Simultaner Erstspracherwerb (simultan bilinguale Kinder) AbE ≤ 3
Kindlicher Zweitspracherwerb (sukzessiv bilinguale Kinder) AbE ≥ 4
Zweitspracherwerb Erwachsener AbE > 11

      In diesem Rahmen sind nur diejenigen Alterseffekte relevant, die sich im Bereich des Zweitspracherwerbs der Wortstellung auswirken. Daher werden an dieser Stelle andere Studien, die zur Bestimmung der Altersgrenzen beitragen, nicht weiter thematisiert. Stattdessen wird in den nachfolgenden Kapiteln auf den kindlichen Zweitspracherwerb detaillierter eingegangen, indem seine relevantesten Aspekte näher beleuchtet werden.

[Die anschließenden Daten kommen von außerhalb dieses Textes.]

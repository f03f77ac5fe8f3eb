use crate::error::SwitcherError;
use crate::services::chord_engine::{Chord, HotkeyAction};
use crate::services::class_filter::{parse_class_list, ClassFilter};
use anyhow::{Context, Result};
use figment::{
    providers::{Env, Format, Toml},
    Figment,
};
use serde::{Deserialize, Serialize};
use std::fs;
use std::path::{Path, PathBuf};
use tracing::{debug, warn};

/// Секция классов в файле конфигурации
pub const SECTION_CLASSES: &str = "classes";
pub const KEY_PREFERRED_CLASSES: &str = "preferred_classes";
pub const KEY_EXCLUDED_CLASSES: &str = "excluded_classes";
/// Секция сочетаний клавиш
pub const SECTION_HOTKEYS: &str = "hotkeys";

#[derive(Debug, Clone, Default, Deserialize, Serialize)]
pub struct Config {
    #[serde(default)]
    pub logging: LoggingConfig,
    #[serde(default)]
    pub input: InputConfig,
    #[serde(default)]
    pub window: WindowConfig,
    #[serde(default)]
    pub navigation: NavigationConfig,
    #[serde(default)]
    pub classes: ClassesConfig,
    #[serde(default)]
    pub hotkeys: HotkeysConfig,
}

#[derive(Debug, Clone, Deserialize, Serialize)]
#[serde(default)]
pub struct LoggingConfig {
    pub level: String,
    pub format: String,
    pub filter: String,
}

#[derive(Debug, Clone, Deserialize, Serialize)]
#[serde(default)]
pub struct InputConfig {
    pub device_path: String,
}

#[derive(Debug, Clone, Deserialize, Serialize)]
#[serde(default)]
pub struct WindowConfig {
    /// `auto`, `x11` или `dry-run`
    pub backend: String,
    pub refresh_interval_ms: u64,
    /// Не показывать окна, закреплённые на всех рабочих столах
    pub skip_sticky: bool,
}

#[derive(Debug, Clone, Deserialize, Serialize)]
#[serde(default)]
pub struct NavigationConfig {
    pub max_retries: u32,
    pub activation_poll_attempts: u32,
    pub activation_poll_interval_ms: u64,
}

/// Списки классов хранятся строками через запятую, как их пишет ConfigStore
#[derive(Debug, Clone, Default, Deserialize, Serialize)]
pub struct ClassesConfig {
    #[serde(default)]
    pub preferred_classes: String,
    #[serde(default)]
    pub excluded_classes: String,
}

#[derive(Debug, Clone, Deserialize, Serialize)]
#[serde(default)]
pub struct HotkeysConfig {
    pub move_forwards: String,
    pub move_backwards: String,
}

impl Default for LoggingConfig {
    fn default() -> Self {
        Self {
            level: "info".to_string(),
            format: "pretty".to_string(),
            filter: "win_switcher=info".to_string(),
        }
    }
}

impl Default for InputConfig {
    fn default() -> Self {
        Self {
            device_path: "auto".to_string(),
        }
    }
}

impl Default for WindowConfig {
    fn default() -> Self {
        Self {
            backend: "auto".to_string(),
            refresh_interval_ms: 2000,
            skip_sticky: true,
        }
    }
}

impl Default for NavigationConfig {
    fn default() -> Self {
        Self {
            max_retries: 5,
            activation_poll_attempts: 500,
            activation_poll_interval_ms: 30,
        }
    }
}

impl Default for HotkeysConfig {
    fn default() -> Self {
        Self {
            move_forwards: "ctrl,alt,right".to_string(),
            move_backwards: "ctrl,alt,left".to_string(),
        }
    }
}

impl LoggingConfig {
    /// Директива EnvFilter: `filter`, а если он пуст, общий `level`
    pub fn directive(&self) -> &str {
        if self.filter.trim().is_empty() {
            &self.level
        } else {
            &self.filter
        }
    }
}

impl HotkeysConfig {
    pub fn value(&self, action: HotkeyAction) -> &str {
        match action {
            HotkeyAction::MoveForwards => &self.move_forwards,
            HotkeyAction::MoveBackwards => &self.move_backwards,
        }
    }
}

impl Config {
    pub fn load<P: AsRef<Path>>(config_path: P) -> Result<Self> {
        let config_path = config_path.as_ref();

        let figment = Figment::new()
            .merge(Toml::file(config_path))
            .merge(Env::prefixed("SWITCHER_").split("__"));

        let config: Config = figment
            .extract()
            .with_context(|| format!("Не удалось загрузить конфигурацию из {:?}", config_path))?;

        config.validate()?;
        Ok(config)
    }

    pub fn validate(&self) -> Result<()> {
        match self.logging.level.as_str() {
            "trace" | "debug" | "info" | "warn" | "error" => {}
            _ => anyhow::bail!("Неверный уровень логирования: {}", self.logging.level),
        }

        match self.logging.format.as_str() {
            "pretty" | "compact" => {}
            _ => anyhow::bail!("Неверный формат логирования: {}", self.logging.format),
        }

        match self.window.backend.as_str() {
            "auto" | "x11" | "dry-run" => {}
            _ => anyhow::bail!("Неверная оконная система: {}", self.window.backend),
        }

        if self.window.refresh_interval_ms < 100 {
            anyhow::bail!("refresh_interval_ms должно быть минимум 100");
        }

        if self.navigation.max_retries == 0 {
            anyhow::bail!("max_retries должно быть больше 0");
        }

        if self.navigation.activation_poll_attempts == 0 {
            anyhow::bail!("activation_poll_attempts должно быть больше 0");
        }

        Ok(())
    }

    /// Сочетания в порядке проверки
    pub fn chords(&self) -> Vec<Chord<HotkeyAction>> {
        HotkeyAction::ALL
            .into_iter()
            .map(|action| Chord::parse(action.config_key(), self.hotkeys.value(action), action))
            .collect()
    }

    pub fn class_filter(&self) -> ClassFilter {
        ClassFilter::new(
            parse_class_list(&self.classes.preferred_classes),
            parse_class_list(&self.classes.excluded_classes),
        )
        .with_skip_rules(self.window.skip_sticky)
    }
}

/// Запись отдельных значений обратно в файл конфигурации.
///
/// Хранит весь документ как `toml::Table`, поэтому чужие секции и ключи
/// переживают перезапись.
pub struct ConfigStore {
    path: PathBuf,
    table: toml::Table,
}

impl ConfigStore {
    pub fn open<P: AsRef<Path>>(path: P) -> crate::error::Result<Self> {
        let path = path.as_ref().to_path_buf();
        let table = if path.exists() {
            let content = fs::read_to_string(&path)?;
            toml::from_str::<toml::Table>(&content)
                .with_context(|| format!("Неверный TOML в {:?}", path))?
        } else {
            debug!("Файл конфигурации {:?} не найден, начинаем с пустого", path);
            toml::Table::new()
        };

        Ok(Self { path, table })
    }

    pub fn path(&self) -> &Path {
        &self.path
    }

    /// Значение ключа без пробелов; пустая строка, если ключа нет
    pub fn get(&self, section: &str, key: &str) -> String {
        self.table
            .get(section)
            .and_then(|s| s.get(key))
            .and_then(|v| v.as_str())
            .map(|v| v.replace(' ', ""))
            .unwrap_or_default()
    }

    /// Записать значение. При ошибке записи документ в памяти откатывается.
    pub fn set(&mut self, section: &str, key: &str, value: &str) -> crate::error::Result<()> {
        let previous = self.table.clone();

        let entry = self
            .table
            .entry(section.to_string())
            .or_insert_with(|| toml::Value::Table(toml::Table::new()));
        match entry.as_table_mut() {
            Some(table) => {
                table.insert(key.to_string(), toml::Value::String(value.to_string()));
            }
            None => {
                return Err(SwitcherError::ConfigWrite {
                    section: section.to_string(),
                    key: key.to_string(),
                    message: "секция не является таблицей".to_string(),
                });
            }
        }

        if let Err(message) = self.write() {
            warn!("Не удалось сохранить конфигурацию {:?}: {}", self.path, message);
            self.table = previous;
            return Err(SwitcherError::ConfigWrite {
                section: section.to_string(),
                key: key.to_string(),
                message,
            });
        }

        debug!("Сохранено [{}] {} = \"{}\"", section, key, value);
        Ok(())
    }

    fn write(&self) -> std::result::Result<(), String> {
        let content = toml::to_string_pretty(&self.table).map_err(|e| e.to_string())?;
        fs::write(&self.path, content).map_err(|e| e.to_string())
    }
}

#[cfg(test)]
mod tests {
    use super::*;
    use crate::services::keycode_map::KeycodeMap;

    #[test]
    fn test_default_config_validation() {
        let config = Config::default();
        assert!(config.validate().is_ok());
        assert_eq!(config.navigation.max_retries, 5);
        assert_eq!(config.logging.directive(), "win_switcher=info");
    }

    #[test]
    fn test_invalid_values_rejected() {
        let mut config = Config::default();
        config.window.backend = "wayland".to_string();
        assert!(config.validate().is_err());

        let mut config = Config::default();
        config.navigation.max_retries = 0;
        assert!(config.validate().is_err());
    }

    #[test]
    fn test_load_from_file_with_partial_sections() {
        let dir = tempfile::tempdir().unwrap();
        let path = dir.path().join("win-switcher.toml");
        fs::write(
            &path,
            "[classes]\nexcluded_classes = \"Slack,Term\"\n\n[hotkeys]\nmove_forwards = \"super,tab\"\n",
        )
        .unwrap();

        let config = Config::load(&path).unwrap();
        assert_eq!(config.classes.excluded_classes, "Slack,Term");
        assert_eq!(config.hotkeys.move_backwards, "ctrl,alt,left");
        assert_eq!(config.window.backend, "auto");

        let chords = config.chords();
        assert_eq!(chords[0].name, "move_forwards");
        assert_eq!(
            chords[0].keys.as_slice(),
            &[KeycodeMap::key("super").unwrap(), KeycodeMap::key("tab").unwrap()]
        );
        assert_eq!(config.class_filter().excluded(), &["Slack".to_string(), "Term".to_string()]);
    }

    #[test]
    fn test_load_missing_file_uses_defaults() {
        let dir = tempfile::tempdir().unwrap();
        let config = Config::load(dir.path().join("absent.toml")).unwrap();
        assert_eq!(config.hotkeys.move_forwards, "ctrl,alt,right");
    }

    #[test]
    fn test_config_store_roundtrip_keeps_other_keys() {
        let dir = tempfile::tempdir().unwrap();
        let path = dir.path().join("win-switcher.toml");
        fs::write(&path, "[window]\nrefresh_interval_ms = 500\n").unwrap();

        let mut store = ConfigStore::open(&path).unwrap();
        store.set(SECTION_CLASSES, KEY_PREFERRED_CLASSES, "Firefox, Code").unwrap();

        let reopened = ConfigStore::open(&path).unwrap();
        assert_eq!(reopened.get(SECTION_CLASSES, KEY_PREFERRED_CLASSES), "Firefox,Code");
        assert_eq!(reopened.get(SECTION_CLASSES, KEY_EXCLUDED_CLASSES), "");

        let config = Config::load(&path).unwrap();
        assert_eq!(config.window.refresh_interval_ms, 500);
    }

    #[test]
    fn test_config_store_rolls_back_on_write_failure() {
        let dir = tempfile::tempdir().unwrap();
        let path = dir.path().join("missing-dir").join("win-switcher.toml");

        let mut store = ConfigStore::open(&path).unwrap();
        let err = store.set(SECTION_HOTKEYS, "move_forwards", "ctrl,tab").unwrap_err();
        assert!(matches!(err, SwitcherError::ConfigWrite { .. }));
        assert_eq!(store.get(SECTION_HOTKEYS, "move_forwards"), "");
    }
}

      2.3 Einflussfaktoren auf den kindlichen Zweitspracherwerb

      Außer dem Alter zu Erwerbsbeginn, das als Schlüsselvariable bei der Unterscheidung zwischen den einzelnen Spracherwerbstypen gilt, gibt es eine Reihe von Faktoren, die den Anfangszustand und Verlauf des Zweitspracherwerbs unterschiedlich stark determinieren. Da die Verhältnisse, in denen eine Zweitsprache erworben wird, normalerweise viel komplexer sind als beim Erstspracherwerb, ist es nie ein einzelner Faktor allein, sondern immer ein Zusammenspiel verschiedener Variablen, die sich auf die Entwicklung der Zweitsprache auswirken. Im Folgenden werden nur diejenigen Einflussfaktoren thematisiert, die im Kontext des kindlichen Zweitspracherwerbs relevant erscheinen.1

      In der Fachliteratur hat sich mittlerweile die Differenzierung zwischen internen und externen Faktoren etabliert. Erstere beziehen sich auf die Eigenschaften des Lerners selbst, wohingegen Letztere von der Umgebung bestimmt und vom Lerner unabhängig sind (vgl. z. B. Ellis, 1985: 276; J. Paradis, 2011: 213). Sie umfassen folgende Faktoren:2

      „Internal factors include age of onset, knowledge of another language, cognitive maturity and language learning aptitude. External factors include socio-economic status (SES), maternal education and L2 proficiency, number of siblings, length of exposure, input quantity and quality as well as language use or output.“ (Unsworth et al., 2011: 207)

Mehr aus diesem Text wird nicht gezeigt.